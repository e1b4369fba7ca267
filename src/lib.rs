//! Utilities for converting between Gregorian dates and the Chinese lunar
//! calendar.
//!
//! The conversion covers lunar years 1900 to 2100, driven by a packed table of
//! month lengths and leap months. Solar terms come from the century-constant
//! approximation formula with a table of per-year corrections.
//!
//! # Examples
//!
//! Basic usage with [`Date`]:
//!
//! ```
//! use chinese_days::Date;
//!
//! let date: Date = "2000-01-01".parse().unwrap();
//!
//! assert_eq!(2451545, date.jdn());
//! assert_eq!((2000, 1, 1), date.gregorian());
//! ```
//!
//! Chinese lunar calendar:
//!
//! ```
//! use chinese_days::{Date, solar_to_lunar, lunar_to_solar};
//!
//! let date = Date::from_gregorian(2057, 9, 28).unwrap();
//! let lunar = solar_to_lunar(date).unwrap();
//!
//! assert_eq!((2057, 8, 30, false), (lunar.lunar_year, lunar.lunar_month, lunar.lunar_day, lunar.is_leap));
//! assert_eq!("丁丑", lunar.year_cyl.to_string());
//! assert_eq!(Some(date), lunar_to_solar(2057, 8, 30).unwrap().date);
//! ```
//!
//! Solar terms:
//!
//! ```
//! use chinese_days::{TermKind, solar_term_date};
//!
//! let date = solar_term_date(2025, TermKind::PureBrightness).unwrap();
//! assert_eq!("2025-04-04", date.to_string());
//! ```

pub mod chinese;
pub mod date;
pub mod error;

pub use chinese::{
    Festival, LeapMonth, LunarDetail, LunarYear, SolarDates, SolarTerm, TermKind,
    lunar_dates_in_range, lunar_festivals, lunar_to_solar, lunar_years, solar_term_date,
    solar_terms_in_range, solar_terms_with_day_index, solar_to_lunar, year_leap_month,
};
pub use date::{Date, YearType};
pub use error::Error;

——————

Every line in the entries above that mentions the word "TermKind" must be shown.

● RESPONSE BOX
//! use chinese_days::{TermKind, solar_term_date};
//! let date = solar_term_date(2025, TermKind::PureBrightness).unwrap();
    Festival, LeapMonth, LunarDetail, LunarYear, SolarDates, SolarTerm, TermKind,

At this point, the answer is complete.